The DG stated further, “If you have a large company that is interested in using cashew, soya beans or processed products as well, it knows the centralised place to come and pick in high volume. It is not now to go to different farms and villages to get two tonnes, three tonnes and what have you. And this means access to markets for our farmers. It means our farmers would now have access to sell their products at a good price.”

SEMMARIS-Rungis’ head of international projects, Witkowski said, “Oyo State is part of a strategy that we are currently implementing. We are intervening in the framework of the French Development Agency Funding Project which is under a tripartite arrangement with IFD, SEMMARIS and the Federal Ministry of Agriculture and Food Security.

“The outcome of this study is to basically draw a global strategy for developing wholesale infrastructure to supply products in Nigeria. So, we are currently working on three corridors; Kano and Kaduna states in the north; Port-Harcourt and Onitsha in the South-east and Lagos, Oyo states in the South-west corridors. Given the central location that Oyo state has on the global map of strategic flows of agriculture and also given the potential here, with nine million habitants in the state, we believe that it is a key strategic place for developing a strategic agriculture hub and a wholesale market.

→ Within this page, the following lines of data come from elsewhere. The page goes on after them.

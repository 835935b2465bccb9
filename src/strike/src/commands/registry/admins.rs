use crate::lib::environment::Environment;
use crate::lib::error::StrikeResult;
use crate::lib::registry::registry_canister;
use candid::Principal;
use clap::Parser;
use slog::info;

/// Lists registry admins, or changes them.
#[derive(Parser)]
pub struct AdminsOpts {
    /// Grant admin rights to a principal.
    #[arg(long, conflicts_with_all = ["remove", "check"])]
    add: Option<Principal>,

    /// Revoke admin rights from a principal.
    #[arg(long, conflicts_with = "check")]
    remove: Option<Principal>,

    /// Tell whether a principal is an admin.
    #[arg(long)]
    check: Option<Principal>,
}

pub async fn exec(env: &dyn Environment, opts: AdminsOpts) -> StrikeResult {
    let log = env.get_logger();
    if let Some(admin) = opts.add {
        let client = super::connected_client(env).await?;
        registry_canister(env, &client).await?.add_admin(admin).await?;
        info!(log, "Added admin {}.", admin);
    } else if let Some(admin) = opts.remove {
        let client = super::connected_client(env).await?;
        registry_canister(env, &client).await?.remove_admin(admin).await?;
        info!(log, "Removed admin {}.", admin);
    } else if let Some(user) = opts.check {
        let client = env.new_client()?;
        let is_admin = registry_canister(env, &client).await?.is_admin(user).await?;
        println!("{}", is_admin);
    } else {
        let client = env.new_client()?;
        for admin in registry_canister(env, &client).await?.get_admins().await? {
            println!("{}", admin);
        }
    }
    Ok(())
}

“It is also in line with other efforts that have been carried out by the state to promote more competitive, more affordable and more sustainable agriculture. So, we are working in line with the strategy and are basically happy to put up the infrastructure in these locations.”

Investors speak

According to Witkowski, “We have taken our time to tour around different locations here in Oyo state and it is all positive and we believe there is a strong political will, which is not only on paper. We have seen that a lot of projects have been done and are ongoing. For us, it is all positive because if we project ourselves in the long-term, it would create a whole ecosystem that can boost the support and supply chain.The Rungis Market is a wholesale market which is located six to seven kilometres away from Paris; it is the biggest wholesale market in the world. We have about 12 billion Euro revenue per year for three million tonnes of products trading every year. We trade several types of products including fruits and vegetables, meat, poultry, game, fish and seafood. We also trade in cheese and dairy products and flours.

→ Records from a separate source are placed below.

use crate::action::{Action, ActionComponent, ActionResolver, Origin, ResolvedAction};
use crate::error::display_chain;
use crate::error::execution::ExecuteError;
use crate::execution::adapter::{ActionAdapter, ActionContext};
use crate::execution::state::{ExecutionEvent, ExecutionState, ExecutionStatus};
use crate::identity::principal_of;
use crate::idl::{idl_args_to_json, marshal_arguments, ParameterValue, ServiceInterface};
use crate::security::gate::{Disclaimer, SecurityAssessment, SecurityGate};
use slog::{debug, info, warn, Logger};
use std::collections::BTreeMap;
use std::sync::Arc;

/// Runs the components of one action against the connected wallet.
///
/// Every attempt re-evaluates the security gate first. Once started, an
/// attempt never fails with an error: it ends in the execution state as a
/// success, a reset, or a message for the user.
pub struct ActionExecutor {
    action: Action,
    origin: Option<Origin>,
    resolver: Arc<ActionResolver>,
    gate: SecurityGate,
    adapter: Arc<dyn ActionAdapter>,
    assessment: SecurityAssessment,
    state: ExecutionState,
    logger: Logger,
}

impl ActionExecutor {
    /// Starts blocked when the action is malicious or fails the configured levels.
    pub async fn new(
        resolved: ResolvedAction,
        resolver: Arc<ActionResolver>,
        gate: SecurityGate,
        adapter: Arc<dyn ActionAdapter>,
        logger: Logger,
    ) -> Self {
        let ResolvedAction { action, origin } = resolved;
        let assessment = gate.evaluate(&action, origin.as_ref()).await;
        let state = if assessment.initially_blocked() {
            ExecutionState::blocked()
        } else {
            ExecutionState::default()
        };
        debug!(logger, "Assessed action"; "overall" => ?assessment.overall, "passes" => assessment.passes);
        ActionExecutor {
            action,
            origin,
            resolver,
            gate,
            adapter,
            assessment,
            state,
            logger,
        }
    }

    pub fn action(&self) -> &Action {
        &self.action
    }

    pub fn origin(&self) -> Option<&Origin> {
        self.origin.as_ref()
    }

    pub fn assessment(&self) -> &SecurityAssessment {
        &self.assessment
    }

    pub fn state(&self) -> &ExecutionState {
        &self.state
    }

    /// The user skipped the disclaimer. Refused for malicious actions the
    /// configured levels do not let through.
    pub fn unblock(&mut self) -> bool {
        if self.state.status != ExecutionStatus::Blocked {
            return false;
        }
        let ignorable = match self.assessment.disclaimer {
            Some(Disclaimer::Blocked { ignorable }) => ignorable,
            Some(Disclaimer::Unknown { .. }) | None => true,
        };
        if ignorable {
            self.dispatch(ExecutionEvent::Unblock);
        }
        ignorable
    }

    /// Stages `params` on component `index` and invokes it.
    ///
    /// Input that does not validate is refused before anything else happens.
    pub async fn execute(
        &mut self,
        index: usize,
        params: &BTreeMap<String, ParameterValue>,
    ) -> Result<&ExecutionState, ExecuteError> {
        if self.action.disabled || self.action.is_completed() {
            return Err(ExecuteError::Disabled);
        }
        match self.state.status {
            ExecutionStatus::Blocked => return Err(ExecuteError::Blocked),
            ExecutionStatus::Executing => return Err(ExecuteError::Busy),
            _ => {}
        }
        let mut component = self
            .action
            .component(index)
            .cloned()
            .ok_or(ExecuteError::UnknownComponent(index))?;
        component.stage(params)?;
        component.validate()?;

        if self.security_degraded().await {
            self.dispatch(ExecutionEvent::Block);
            return Ok(&self.state);
        }

        self.dispatch(ExecutionEvent::Initiate {
            executing_action: index,
        });
        let context = ActionContext {
            action: self.action.clone(),
            action_state: self.assessment.extended,
            original_url: self
                .origin
                .as_ref()
                .map(|origin| origin.url().clone())
                .unwrap_or_else(|| self.action.url.clone()),
            triggered_component: index,
            derivation_origin: self.action.derivation_origin.clone(),
        };
        let outcome = self.invoke(&component, &context).await;
        self.dispatch(outcome);
        Ok(&self.state)
    }

    /// Re-runs the gate. Degraded means the classification changed and no
    /// longer passes.
    async fn security_degraded(&mut self) -> bool {
        let assessment = self.gate.evaluate(&self.action, self.origin.as_ref()).await;
        let degraded = assessment.extended != self.assessment.extended && !assessment.passes;
        if degraded {
            warn!(self.logger, "Action classification degraded";
                "was" => ?self.assessment.overall, "now" => ?assessment.overall);
        }
        self.assessment = assessment;
        degraded
    }

    async fn invoke(
        &mut self,
        component: &ActionComponent,
        context: &ActionContext,
    ) -> ExecutionEvent {
        let Some(identity) = self.adapter.connect(context).await else {
            debug!(self.logger, "No identity, execution reset");
            return ExecutionEvent::Reset;
        };
        let Some(principal) = principal_of(identity.as_ref()) else {
            return soft_reset("The wallet returned an identity without a principal".to_string());
        };

        let payload = match self
            .resolver
            .invocation_payload(&self.action, component, &principal.to_text())
            .await
        {
            Ok(payload) => payload,
            Err(err) => return soft_reset(display_chain(&err)),
        };
        if let Some(message) = &payload.message {
            debug!(self.logger, "Action server message: {}", message);
        }

        let interface = match ServiceInterface::single(
            &payload.method,
            &payload.input,
            &payload.output,
            payload.call_type,
        ) {
            Ok(interface) => interface,
            Err(err) => return soft_reset(display_chain(&err)),
        };
        let Some(canister_id) = self.action.canister_principal() else {
            return soft_reset(format!("Invalid canister id '{}'", self.action.canister_id));
        };
        let actor = match self
            .adapter
            .create_actor(canister_id, interface.clone(), context)
            .await
        {
            Ok(actor) => actor,
            Err(err) => {
                warn!(self.logger, "Failed to create actor: {}", err);
                return ExecutionEvent::Fail {
                    error_message: err.to_string(),
                };
            }
        };

        let types = interface
            .method(&payload.method)
            .map(|signature| signature.args.clone())
            .unwrap_or_default();
        let args = match marshal_arguments(
            &payload.input_parameters,
            &types,
            component.values(),
            principal,
        ) {
            Ok(args) => args,
            Err(err) => return soft_reset(display_chain(&err)),
        };

        // The registry may have changed while the wallet was connecting.
        if self.security_degraded().await {
            return ExecutionEvent::Block;
        }

        match actor.call(&payload.method, args).await {
            Ok(result) => {
                info!(self.logger, "Action executed"; "method" => &payload.method, "canister" => %canister_id);
                let rendered = serde_json::to_string(&idl_args_to_json(&result))
                    .unwrap_or_else(|_| "null".to_string());
                ExecutionEvent::Finish {
                    success_message: Some(rendered),
                }
            }
            Err(err) => soft_reset(display_chain(&err)),
        }
    }

    fn dispatch(&mut self, event: ExecutionEvent) {
        let from = self.state.status;
        self.state = std::mem::take(&mut self.state).reduce(event);
        debug!(self.logger, "Execution state"; "from" => ?from, "to" => ?self.state.status);
    }
}

fn soft_reset(error_message: String) -> ExecutionEvent {
    ExecutionEvent::SoftReset {
        error_message: Some(error_message),
    }
}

“This ecosystem comes from about one thousand companies for about 13,000 direct jobs. It supplies 18 million people on a daily basis. So, when we think about this kind of infrastructure, it is not only good for ensuring food security but also for food safety, because we have adequate infrastructure for the professionals who can supply goods in hygienic ways. So, when you have such a market, it prevents concessions because you provide a place for the trucks to supply the cities and you prevent them from entering into the cities. This ecosystem is good for an agribusiness environment, good for the development of the city and good also for urban planning.”

With the gradual coming into being of agribusiness in Oyo state, all eyes are now on what benefits it would bring to the state in particular and the people of the state as a whole in the nearest future especially under the administration of Gov Makinde.